Additionally, we included patients who received MEV for MDR pathogens other than CRE, including 2 cases of A. baumannii and 8 cases of P. aeruginosa in our cohort. To the best of our knowledge, this is the largest study of patients with these infections treated with MEV for these organisms. Although the clinical outcomes of these 10 isolates were positive, the sample is too small to draw concrete conclusions.

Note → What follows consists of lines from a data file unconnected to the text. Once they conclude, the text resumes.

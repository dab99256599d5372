//! Pattern definition validation
//!
//! Checks a `pattern.yaml` for authoring mistakes before it is published to a
//! registry. All problems are collected and reported together.

use std::collections::HashSet;
use std::path::Path;

use crate::error::{GitopsiError, Result};

use super::{ComponentKind, Pattern};

/// Check whether a pattern or component name is usable as a path segment
pub fn is_valid_name(name: &str) -> bool {
    !name.is_empty()
        && !name.starts_with('-')
        && !name.ends_with('-')
        && name
            .chars()
            .all(|c| c.is_ascii_lowercase() || c.is_ascii_digit() || c == '-')
}

/// Parse a version, allowing a leading `v`
pub fn parse_version(version: &str) -> Option<semver::Version> {
    semver::Version::parse(version.strip_prefix('v').unwrap_or(version)).ok()
}

/// Validate a loaded pattern
pub fn validate_pattern(pattern: &Pattern) -> Result<()> {
    let problems = collect_problems(pattern);
    if problems.is_empty() {
        Ok(())
    } else {
        Err(GitopsiError::PatternInvalid {
            message: format!("{}: {}", pattern.name(), problems.join("; ")),
        })
    }
}

/// Load and validate a `pattern.yaml` file, or a directory containing one
pub fn validate_pattern_file(path: &Path) -> Result<Pattern> {
    let file = if path.is_dir() {
        path.join(super::PATTERN_FILE)
    } else {
        path.to_path_buf()
    };
    let pattern = Pattern::from_file(&file)?;
    validate_pattern(&pattern)?;
    Ok(pattern)
}

fn collect_problems(pattern: &Pattern) -> Vec<String> {
    let mut problems = Vec::new();
    let meta = &pattern.metadata;

    if !is_valid_name(&meta.name) {
        problems.push(format!(
            "name '{}' must be lowercase letters, digits and '-'",
            meta.name
        ));
    }
    if !meta.category.is_empty() && !is_valid_name(&meta.category) {
        problems.push(format!(
            "category '{}' must be lowercase letters, digits and '-'",
            meta.category
        ));
    }
    if parse_version(&meta.version).is_none() {
        problems.push(format!("version '{}' is not a semantic version", meta.version));
    }
    if pattern.kind != "Pattern" {
        problems.push(format!("kind must be 'Pattern', got '{}'", pattern.kind));
    }

    check_components(pattern, &mut problems);
    check_dependencies(pattern, &mut problems);

    for (key, item) in &pattern.spec.config {
        if let Some(default) = &item.default {
            if default.config_type() != item.kind {
                problems.push(format!(
                    "config '{key}' default is {} but declared {}",
                    default.config_type(),
                    item.kind
                ));
            }
        }
    }

    for check in &pattern.spec.validation {
        if check.name.is_empty() || check.check.is_empty() {
            problems.push("validation checks need a name and a check".to_string());
        }
    }

    problems
}

fn check_components(pattern: &Pattern, problems: &mut Vec<String>) {
    if pattern.spec.components.is_empty() {
        problems.push("at least one component is required".to_string());
    }

    let mut seen = HashSet::new();
    for component in &pattern.spec.components {
        if !is_valid_name(&component.name) {
            problems.push(format!("component name '{}' is invalid", component.name));
        }
        if !seen.insert(component.name.as_str()) {
            problems.push(format!("duplicate component '{}'", component.name));
        }
        match &component.kind {
            ComponentKind::Helm {
                chart, repository, ..
            } => {
                if chart.is_empty() {
                    problems.push(format!("helm component '{}' has no chart", component.name));
                }
                if repository.is_empty() {
                    problems.push(format!(
                        "helm component '{}' has no repository",
                        component.name
                    ));
                }
            }
            ComponentKind::Kustomize { path } if path.is_empty() => {
                problems.push(format!(
                    "kustomize component '{}' has no path",
                    component.name
                ));
            }
            _ => {}
        }
    }
}

fn check_dependencies(pattern: &Pattern, problems: &mut Vec<String>) {
    for dep in &pattern.spec.dependencies {
        if dep.name.is_empty() {
            problems.push("dependency name cannot be empty".to_string());
        } else if dep.name == pattern.metadata.name {
            problems.push("a pattern cannot depend on itself".to_string());
        }
        if !dep.version.is_empty() && parse_version(&dep.version).is_none() {
            problems.push(format!(
                "dependency '{}' version '{}' is not a semantic version",
                dep.name, dep.version
            ));
        }
    }
}

#[cfg(test)]
mod tests {
    use super::*;
    use crate::pattern::{Component, ConfigItem, ConfigType, ConfigValue, Dependency};

    fn valid_pattern() -> Pattern {
        let mut pattern = Pattern::new("monitoring", "1.0.0");
        pattern.spec.components.push(
            Component::helm(
                "monitoring",
                "kube-prometheus-stack",
                "https://prometheus-community.github.io/helm-charts",
            )
            .with_namespace("monitoring"),
        );
        pattern
    }

    #[test]
    fn test_valid_pattern_passes() {
        assert!(validate_pattern(&valid_pattern()).is_ok());
    }

    #[test]
    fn test_name_rules() {
        assert!(is_valid_name("cert-manager"));
        assert!(is_valid_name("k8s"));
        assert!(!is_valid_name("Cert"));
        assert!(!is_valid_name("-x"));
        assert!(!is_valid_name("a/b"));
        assert!(!is_valid_name(""));
    }

    #[test]
    fn test_version_allows_v_prefix() {
        assert!(parse_version("v1.2.3").is_some());
        assert!(parse_version("1.2").is_none());
    }

    #[test]
    fn test_collects_every_problem() {
        let mut pattern = valid_pattern();
        pattern.metadata.version = "latest".to_string();
        pattern
            .spec
            .components
            .push(Component::helm("monitoring", "", "https://example.com"));
        pattern
            .spec
            .components
            .push(Component::kustomize("extras", ""));
        pattern
            .spec
            .dependencies
            .push(Dependency::required("monitoring", ""));
        pattern.spec.config.insert(
            "replicas".to_string(),
            ConfigItem {
                kind: ConfigType::Integer,
                default: Some(ConfigValue::String("one".to_string())),
                description: String::new(),
                required: false,
            },
        );

        let message = validate_pattern(&pattern).unwrap_err().to_string();
        assert!(message.contains("not a semantic version"));
        assert!(message.contains("duplicate component 'monitoring'"));
        assert!(message.contains("has no chart"));
        assert!(message.contains("'extras' has no path"));
        assert!(message.contains("cannot depend on itself"));
        assert!(message.contains("default is string but declared integer"));
    }

    #[test]
    fn test_category_must_be_a_path_segment() {
        let mut pattern = valid_pattern();
        pattern.metadata.category = "../../evil".to_string();
        let message = validate_pattern(&pattern).unwrap_err().to_string();
        assert!(message.contains("category '../../evil'"), "{message}");

        pattern.metadata.category = String::new();
        assert!(validate_pattern(&pattern).is_ok());
    }

    #[test]
    fn test_requires_components() {
        let pattern = Pattern::new("empty", "0.1.0");
        let message = validate_pattern(&pattern).unwrap_err().to_string();
        assert!(message.contains("at least one component"));
    }

    #[test]
    fn test_validate_file_in_directory() {
        let temp = tempfile::TempDir::new().unwrap();
        std::fs::write(
            temp.path().join("pattern.yaml"),
            valid_pattern().to_yaml().unwrap(),
        )
        .unwrap();
        let pattern = validate_pattern_file(temp.path()).unwrap();
        assert_eq!(pattern.name(), "monitoring");
    }
}
//! Error type tests
//!
//! Tests for `GitopsiError` and its conversions.

#![allow(clippy::expect_used)]

use crate::error::GitopsiError;
use miette::Diagnostic;

macro_rules! test_error_contains {
    ($test_name:ident, $err:expr, $($contains:expr),+ $(,)?) => {
        #[test]
        fn $test_name() {
            let err = $err;
            let error_string = err.to_string();
            $(
                assert!(error_string.contains($contains),
                    "Error message should contain '{}', got: {}",
                    $contains,
                    error_string
                );
            )+
        }
    };
}

#[test]
fn test_error_display() {
    let err = GitopsiError::PatternNotFound {
        name: "monitoring".to_string(),
    };
    assert_eq!(
        err.to_string(),
        "Pattern 'monitoring' not found in any registry"
    );
}

#[test]
fn test_error_code() {
    let err = GitopsiError::NotInstalled {
        name: "monitoring".to_string(),
    };
    assert_eq!(
        err.code()
            .map(|c: Box<dyn std::fmt::Display>| c.to_string()),
        Some("gitopsi::pattern::not_installed".to_string())
    );
}

#[test]
fn test_io_error_conversion() {
    let io_err = std::io::Error::new(std::io::ErrorKind::NotFound, "file not found");
    let err: GitopsiError = io_err.into();
    assert!(matches!(err, GitopsiError::IoError { .. }));
}

#[test]
fn test_yaml_error_conversion() {
    let parse_result: std::result::Result<serde_yaml::Value, _> =
        serde_yaml::from_str("invalid: yaml: content: [unclosed");
    let yaml_err = parse_result.expect_err("YAML parsing should have failed");
    let err: GitopsiError = yaml_err.into();
    assert!(matches!(err, GitopsiError::ConfigParseFailed { .. }));
}

#[test]
fn test_json_error_conversion() {
    let parse_result: std::result::Result<serde_json::Value, _> =
        serde_json::from_str("invalid json content");
    let json_err = parse_result.expect_err("JSON parsing should have failed");
    let err: GitopsiError = json_err.into();
    assert!(matches!(err, GitopsiError::ConfigParseFailed { .. }));
}

test_error_contains!(
    test_cycle_detected_error,
    GitopsiError::CycleDetected {
        chain: "a -> b -> a".to_string()
    },
    "Circular dependency",
    "a -> b -> a"
);

test_error_contains!(
    test_dependency_failed_error,
    GitopsiError::DependencyFailed {
        name: "app".to_string(),
        dependency: "cert-manager".to_string(),
        reason: "not found".to_string(),
    },
    "cert-manager",
    "app",
    "not found"
);

test_error_contains!(
    test_validation_failed_error,
    GitopsiError::ValidationFailed {
        name: "monitoring".to_string(),
        message: "'replicas' expects integer".to_string(),
    },
    "Configuration for 'monitoring' is invalid",
    "replicas"
);

test_error_contains!(
    test_incompatible_error,
    GitopsiError::Incompatible {
        name: "routes".to_string(),
        reason: "platform 'kubernetes' not in [openshift]".to_string(),
    },
    "not compatible",
    "openshift"
);

test_error_contains!(
    test_file_remove_failed_error,
    GitopsiError::FileRemoveFailed {
        path: "base/app.yaml".to_string(),
        reason: "permission denied".to_string(),
    },
    "Failed to remove file",
    "base/app.yaml"
);

test_error_contains!(
    test_state_parse_failed_error,
    GitopsiError::StateParseFailed {
        path: ".gitopsi/patterns.yaml".to_string(),
        reason: "bad indentation".to_string(),
    },
    "pattern ledger",
    "bad indentation"
);
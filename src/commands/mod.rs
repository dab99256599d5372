//! Command implementations for the gitopsi CLI

pub mod authoring;
pub mod completions;
pub mod helpers;
pub mod inspect;
pub mod install;
pub mod list;
pub mod search;
pub mod uninstall;
pub mod update;
pub mod version;

use crate::cli::{Cli, Commands};
use crate::error::Result;

/// Dispatch a parsed command line
pub fn dispatch(cli: Cli) -> Result<()> {
    let global = cli.global;
    match cli.command {
        Commands::Install(args) => install::run(&global, args),
        Commands::Uninstall(args) => uninstall::run(&global, args),
        Commands::Update(args) => update::run(&global, args),
        Commands::List(args) => list::run(&global, args),
        Commands::Status(args) => list::status(&global, args),
        Commands::Deps(args) => inspect::deps(&global, args),
        Commands::Conflicts(args) => inspect::conflicts(&global, args),
        Commands::Outdated => inspect::outdated(&global),
        Commands::Search(args) => search::run(&global, args),
        Commands::Validate(args) => authoring::validate(args),
        Commands::Scaffold(args) => authoring::scaffold(args),
        Commands::Index(args) => authoring::index(args),
        Commands::Version => version::run(),
        Commands::Completions(args) => completions::run(args),
    }
}
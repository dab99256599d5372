//! Namespace and component-name conflicts between patterns
//!
//! Conflicts are advisory. They are returned as messages for the caller to
//! act on and never abort an operation.

use crate::config::State;
use crate::pattern::Pattern;

/// Compare a candidate pattern with every installed pattern except itself
pub fn find_conflicts(candidate: &Pattern, state: &State) -> Vec<String> {
    let mut conflicts = Vec::new();

    for (installed_name, installed) in &state.patterns {
        if installed_name == candidate.name() {
            continue;
        }
        let others = &installed.pattern.spec.components;

        for component in &candidate.spec.components {
            if let Some(namespace) = component.namespace.as_deref() {
                for other in others
                    .iter()
                    .filter(|o| o.namespace.as_deref() == Some(namespace))
                {
                    conflicts.push(format!(
                        "namespace '{namespace}' of component '{}' is also used by component '{}' of pattern '{installed_name}'",
                        component.name, other.name
                    ));
                }
            }

            if others.iter().any(|o| o.name == component.name) {
                conflicts.push(format!(
                    "component '{}' is already defined by pattern '{installed_name}'",
                    component.name
                ));
            }
        }
    }

    conflicts
}

/// First planned path already recorded by another installed pattern, as
/// `(path, owner)`
pub fn find_path_collision<'a>(
    name: &str,
    planned: &'a [String],
    state: &'a State,
) -> Option<(&'a str, &'a str)> {
    state
        .patterns
        .iter()
        .filter(|(owner, _)| owner.as_str() != name)
        .find_map(|(owner, installed)| {
            planned
                .iter()
                .find(|path| installed.paths.contains(path))
                .map(|path| (path.as_str(), owner.as_str()))
        })
}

Of interest, the use of CT in our study (34.1%) was similar to what was previously reported in other real-world data with BL/BLIs in various GNIs (24.7%–39.7%) [23–25]. The use of CT is controversial, particularly for the treatment of CRE infections and particularly with new CRE agents, as they lack sufficient data to demonstrate improved clinical outcomes and carry a higher risk of toxicities, particularly nephrotoxicity with agents such as polymyxin-based therapy and/or aminoglycosides [1, 3, 4, 23, 24]. In our study, 50% of patients who experienced adverse events were on CT; nevertheless, the number (n = 4) is too small to draw specific conclusions. Overall, our safety outcomes were favorable, with only 3.2% of patients experiencing any adverse event attributable to MEV, and this rate is significantly lower than the rates reported in RCTs and observational studies [7, 9, 21].

The time to initiate MEV (ie, 79 hours) in our study was similar to what we have previously found in other comparator CRE agents at around 72–96 hours [23, 24]. We found an association between starting MEV within 48 hours of culture collection and patient survival [26]. This adds to the body of literature that demonstrates that early (ie, within 48 hours) initiation of appropriate therapy in GNI is essential for patient survival [27, 28].

Similar to previously published studies, a significant proportion of real-world patients in our study had bacteremia and/or pneumonia [21, 22]. Such infections are associated with a high bacterial burden and poor clinical outcomes. Additionally, infectious diseases and surgery consultations were common in our cohort. This closely resembles real-world practice, where multidisciplinary teams are involved with the decision for source control as well as the approval/restriction of new broad-spectrum agents.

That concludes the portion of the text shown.